# Range Hood Exhaust roof vent cap



## joecaption (Nov 30, 2011)

I've never used any and never had a leak, but if it makes you feel better apply it under the flange on the vent and on top of the nail heads.
Should look like this when done.
http://www.bing.com/images/search?q...9BA42AE92CA9ABE986D83374B3FD5&selectedIndex=9


----------



## tinner666 (Mar 14, 2005)

I've never seen a use for a sealant either. 

Large vent; http://www.albertsroofing.com/Power Vent Installation.htm

Picture of an original No caulk collar. The shingle under the collar goes up to the top of the hole, or above in the case of small collars. This one was installed in 1951 and no caulk is used anywhere. It's still good, though rusted on top now.


----------



## Davejss (May 14, 2012)

The only thing I use sealant fir is to "glue" a course of shingles over the lower flange of the flashing so none of the flashing is visible. If you rely on sealant to prevent leaks, you're going to be in trouble when the sealant dries and cracks.


----------



## joecaption (Nov 30, 2011)

Installed right the lower edge of the flange needs to be on top of the shingles and be visable, not under the shingles.
Sure way to direct water under the shingles.


----------



## Davejss (May 14, 2012)

joecaption said:


> Installed right the lower edge of the flange needs to be on top of the shingles and be visable, not under the shingles.
> Sure way to direct water under the shingles.


 Joe,
I put the flashing over the shingles of course, but I also add a course over the flashing so none of the flashing is visible. The top shingle is a false course placed there strictly for cosmetics. I don't like the looks of flashing on a roof.


----------



## tinner666 (Mar 14, 2005)

joecaption said:


> Installed right the lower edge of the flange needs to be on top of the shingles and be visable, not under the shingles.
> Sure way to direct water under the shingles.


 I fail roofs done this way on inspection, unless I can cut the crap off without damaging anything.


----------



## tinner666 (Mar 14, 2005)

Davejss said:


> Joe,
> I put the flashing over the shingles of course, but I also add a course over the flashing so none of the flashing is visible. The top shingle is a false course placed there strictly for cosmetics. I don't like the looks of flashing on a roof.


Why try to complicate something as simple as a pipe collar? 
Flashing is supposed to be visible. A pipe coller is flashing/terination flashing in a single piece.


----------



## jagans (Oct 21, 2012)

tinner666 said:


> I've never seen a use for a sealant either.
> 
> Large vent; http://www.albertsroofing.com/Power Vent Installation.htm
> 
> Picture of an original No caulk collar. The shingle under the collar goes up to the top of the hole, or above in the case of small collars. This one was installed in 1951 and no caulk is used anywhere. It's still good, though rusted on top now.

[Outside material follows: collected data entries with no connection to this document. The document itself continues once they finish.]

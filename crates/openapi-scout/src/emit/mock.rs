//! Mock-data synthesizer: schema → one representative sample value.
//!
//! String and number leaves are name-sensitive: the field name a node was
//! reached through (case-insensitive substring match) picks a plausible
//! value before format-based and generic fallbacks. An explicit
//! `example`/`examples` on a node always wins and is returned verbatim.

use chrono::{SecondsFormat, Utc};
use rand::rngs::StdRng;
use rand::{Rng, SeedableRng};
use serde_json::{Map, Value};

use crate::walker::{walk, Field, NodeCx, SchemaBackend};

/// Recursion guard: self-referential schemas that survive dereferencing
/// terminate as `null` past this depth.
const MAX_DEPTH: usize = 16;

/// Filler sentence for description-like fields.
const FILLER_TEXT: &str = "This is a high-fidelity semantic description generated \
     to test layout constraints and text wrapping in a professional environment.";

/// Mock value generator.
///
/// Values come from names, formats and enums only: validation constraints
/// (`minLength`, `pattern`, `minimum`, ...) are not consulted, so output is
/// only guaranteed to satisfy schemas whose leaves carry no such bounds.
/// Schemas with explicit `example` values always round-trip, since those are
/// returned verbatim.
///
/// Three modes control sampling:
/// - [`deterministic`](Mock::deterministic) — first enum value, one array
///   element, fixed placeholder seeds. Stable across runs.
/// - [`seeded`](Mock::seeded) — random picks and 1–3 element arrays, but
///   reproducible from the seed.
/// - [`randomized`](Mock::randomized) — fresh entropy per call.
#[derive(Debug)]
pub struct Mock {
    rng: Option<StdRng>,
}

impl Mock {
    /// Fully deterministic mode.
    #[must_use]
    pub fn deterministic() -> Self {
        Self { rng: None }
    }

    /// Reproducible sampling from a fixed seed.
    #[must_use]
    pub fn seeded(seed: u64) -> Self {
        Self {
            rng: Some(StdRng::seed_from_u64(seed)),
        }
    }

    /// Fresh entropy per generator.
    #[must_use]
    pub fn randomized() -> Self {
        Self {
            rng: Some(StdRng::from_entropy()),
        }
    }

    /// Synthesize one value for `schema`. A missing schema is `null`.
    pub fn generate(&mut self, schema: Option<&Value>) -> Value {
        walk(self, schema, NodeCx::root())
    }

    fn pick(&mut self, len: usize) -> usize {
        match &mut self.rng {
            Some(rng) => rng.gen_range(0..len),
            None => 0,
        }
    }

    fn array_len(&mut self) -> usize {
        match &mut self.rng {
            Some(rng) => rng.gen_range(1..=3),
            None => 1,
        }
    }

    fn image_seed(&mut self) -> u32 {
        match &mut self.rng {
            Some(rng) => rng.gen(),
            None => 42,
        }
    }
}

impl SchemaBackend for Mock {
    type Output = Value;

    fn intercept(&mut self, node: &Map<String, Value>, cx: NodeCx<'_>) -> Option<Value> {
        if cx.depth > MAX_DEPTH {
            tracing::debug!(depth = cx.depth, "mock recursion guard hit");
            return Some(Value::Null);
        }
        if let Some(example) = node.get("example") {
            return Some(example.clone());
        }
        match node.get("examples") {
            Some(Value::Array(items)) => items.first().cloned(),
            Some(Value::Object(map)) => map.values().next().cloned(),
            _ => None,
        }
    }

    fn on_missing(&mut self, _cx: NodeCx<'_>) -> Value {
        Value::Null
    }

    fn on_unknown(&mut self, _cx: NodeCx<'_>) -> Value {
        Value::Null
    }

    fn on_reference(&mut self, _target: &str, _cx: NodeCx<'_>) -> Value {
        // Unresolved references are opaque; there is nothing to sample.
        Value::Null
    }

    fn on_union(&mut self, alternatives: Vec<Value>, _cx: NodeCx<'_>) -> Value {
        alternatives.into_iter().next().unwrap_or(Value::Null)
    }

    fn on_object(&mut self, fields: Option<Vec<Field<Value>>>, _cx: NodeCx<'_>) -> Value {
        let mut out = Map::new();
        for field in fields.unwrap_or_default() {
            out.insert(field.name, field.output);
        }
        Value::Object(out)
    }

    fn on_array(&mut self, node: &Map<String, Value>, cx: NodeCx<'_>) -> Value {
        let len = self.array_len();
        let items = (0..len)
            .map(|_| walk(self, node.get("items"), cx))
            .collect();
        Value::Array(items)
    }

    fn on_string(&mut self, node: &Map<String, Value>, cx: NodeCx<'_>) -> Value {
        if let Some(values) = node.get("enum").and_then(Value::as_array) {
            if !values.is_empty() {
                return values[self.pick(values.len())].clone();
            }
        }

        let name = cx.name.to_lowercase();
        let format = node.get("format").and_then(Value::as_str);

        let text = if name.contains("avatar") || name.contains("image") || name.contains("img") {
            format!("https://picsum.photos/seed/{}/200/300", self.image_seed())
        } else if name.contains("email") || format == Some("email") {
            "dev.architect@example.com".to_string()
        } else if name.contains("name") {
            "Jane Architect Doe".to_string()
        } else if name.contains("description") || name.contains("content") || name.contains("bio") {
            FILLER_TEXT.to_string()
        } else if name.contains("url") || format == Some("uri") {
            "https://example.com/api".to_string()
        } else if format == Some("date-time") {
            Utc::now().to_rfc3339_opts(SecondsFormat::Millis, true)
        } else if format == Some("date") {
            Utc::now().format("%Y-%m-%d").to_string()
        } else {
            "Standard String".to_string()
        };
        Value::String(text)
    }

    fn on_number(&mut self, _node: &Map<String, Value>, cx: NodeCx<'_>) -> Value {
        let name = cx.name.to_lowercase();
        if name.contains("price") {
            serde_json::json!(149.99)
        } else if name.contains("count") || name.contains("total") {
            serde_json::json!(42)
        } else {
            serde_json::json!(100)
        }
    }

    fn on_boolean(&mut self, _node: &Map<String, Value>, _cx: NodeCx<'_>) -> Value {
        Value::Bool(true)
    }
}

_*Thanks Tinner, I havent seen asbestos roof tiles in a while, and wanted a picture of them.

A correctly installed stack flashing does not require mastic. *_


----------



## naulleau (Apr 26, 2012)

*Flashing width*

Thank you all for the comments. Regarding selecting a good vent cap, is there a minimum width the flashing should be that sticks under the shingles? The caps at big box stores look very cheap and seem to have scary narrow flashing. Where can I find quality units, have had no luck locally at both pro plumbing and construction suppliers.


----------



## joecaption (Nov 30, 2011)

I've been using those box store vents for many many years and never had one leak yet.


----------



## jagans (Oct 21, 2012)

Check out an HVAC supply and ask for a tall cone flashing. Good roofing supplies may have them also. Where are you located? Passaic Roofing and sheet metal in NJ has any damn thing you can think of relating to roofing, and I mean anything_. _I did a standing seam copper project in 1986 for a major client and had to hire union tin knockers. At the time they had to use charcoal pots (By Union Rules) for heating their tinning irons. Damn if PRSM didnt have them.


----------



## naulleau (Apr 26, 2012)

Thanks. I am in SF Bay area.


----------



## jagans (Oct 21, 2012)

HVAC Supply. Tall cone flashing. Don't forget the counter flashing.


----------